Federal Cybersecurity News Roundup

In federal cybersecurity news last week…

  • CISA to kick off “year of vulnerability management” with updated threat disclosure policy: According to Federal News Network, “CISA will open up its upcoming directive on vulnerability disclosure policy for comment in the coming months, giving agency and industry partners an opportunity to compare notes on the best way to securely share threat information. The updated vulnerability disclosure policy will help formalize the process for researchers and ethical hackers, enlisted through agency bug-bounty programs, to give agencies a heads-up about previously unknown cyber weaknesses without alerting malicious actors. The vulnerability disclosure policy will also help bolster the National Risk Management Center DHS stood up last year, which serves as a cyber threat sharing hub for government and 16 industrial sectors that own much of the critical infrastructure in the U.S.”
  • NIST to Improve MSP Cybersecurity Guidelines: According to MeriTalk, “The National Institute of Standards and Technology (NIST) is tackling managed service provider (MSPs) cybersecurity by developing a customizable reference model that MSPs can adapt to fit their program needs. The first draft of the guidance, Improving Cybersecurity of Managed Service Providers, is open for public feedback until Nov. 8. Once the draft is finalized, the leaders of the project at the National Cybersecurity Center of Excellence (NCCoE) will outline solutions that align with the NIST Cybersecurity framework and industry best practices.”
  • Fresh draft of DOD contractor cybersecurity standards coming next month: According to FedScoop, “The Department of Defense will publish the second draft of its newly created Cybersecurity Maturity Model Certification early next month. Undersecretary for Acquisition and Sustainment Ellen Lord said in a press conference that version 0.6 of the CMMC will be released for comment the first week of November.”

National Cyber Security News Update

Here, we’ve provided a roundup of cybersecurity news stories related to national security from last week.

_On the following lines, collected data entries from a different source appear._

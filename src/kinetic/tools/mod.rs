// SPDX-License-Identifier: MIT

pub mod builtin;
// SPDX-License-Identifier: MIT

use async_trait::async_trait;
use tokio::sync::RwLock;
use uuid::Uuid;

use super::CheckpointStorage;
use crate::adk::error::CheckpointError;

struct StoredCheckpoint {
    id: String,
    workflow_id: String,
    data: Vec<u8>,
}

/// Process-local checkpoint storage
#[derive(Default)]
pub struct InMemoryCheckpointStorage {
    entries: RwLock<Vec<StoredCheckpoint>>,
}

impl InMemoryCheckpointStorage {
    pub fn new() -> Self {
        Self::default()
    }
}

#[async_trait]
impl CheckpointStorage for InMemoryCheckpointStorage {
    async fn save(&self, workflow_id: &str, data: Vec<u8>) -> Result<String, CheckpointError> {
        let id = Uuid::new_v4().to_string();
        self.entries.write().await.push(StoredCheckpoint {
            id: id.clone(),
            workflow_id: workflow_id.to_string(),
            data,
        });
        Ok(id)
    }

    async fn load(&self, checkpoint_id: &str) -> Result<Vec<u8>, CheckpointError> {
        self.entries
            .read()
            .await
            .iter()
            .find(|e| e.id == checkpoint_id)
            .map(|e| e.data.clone())
            .ok_or_else(|| CheckpointError::NotFound(checkpoint_id.to_string()))
    }

    async fn list(&self, workflow_id: &str) -> Result<Vec<String>, CheckpointError> {
        Ok(self
            .entries
            .read()
            .await
            .iter()
            .filter(|e| e.workflow_id == workflow_id)
            .map(|e| e.id.clone())
            .collect())
    }

    async fn delete(&self, checkpoint_id: &str) -> Result<bool, CheckpointError> {
        let mut entries = self.entries.write().await;
        let before = entries.len();
        entries.retain(|e| e.id != checkpoint_id);
        Ok(entries.len() < before)
    }
}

  • US ban on China tech giant faces uncertainty a month out: According to The Hill, “Concerns among U.S. lawmakers over Chinese telecom giant Huawei remain heightened one month out from a deadline by the Trump administration for American companies to stop doing business with the firm, with questions lingering about the timing of the ban itself. The Commerce Department added the firm to a prohibited ‘entity list’ in May before issuing temporary extensions through mid-August. Those were renewed again until Nov. 19, with Saturday marking the one-month deadline for companies to cut off business with the firm.”
  • Russian hackers cloak attacks using Iranian group: According to the BBC, “An Iranian hacking group was itself hacked by a Russian group to spy on multiple countries, UK and US intelligence agencies have revealed. The Iranian group - codenamed OilRig - had its operations compromised by a Russian-based group known as Turla. The Russians piggybacked on the Iranian group to target other victims.”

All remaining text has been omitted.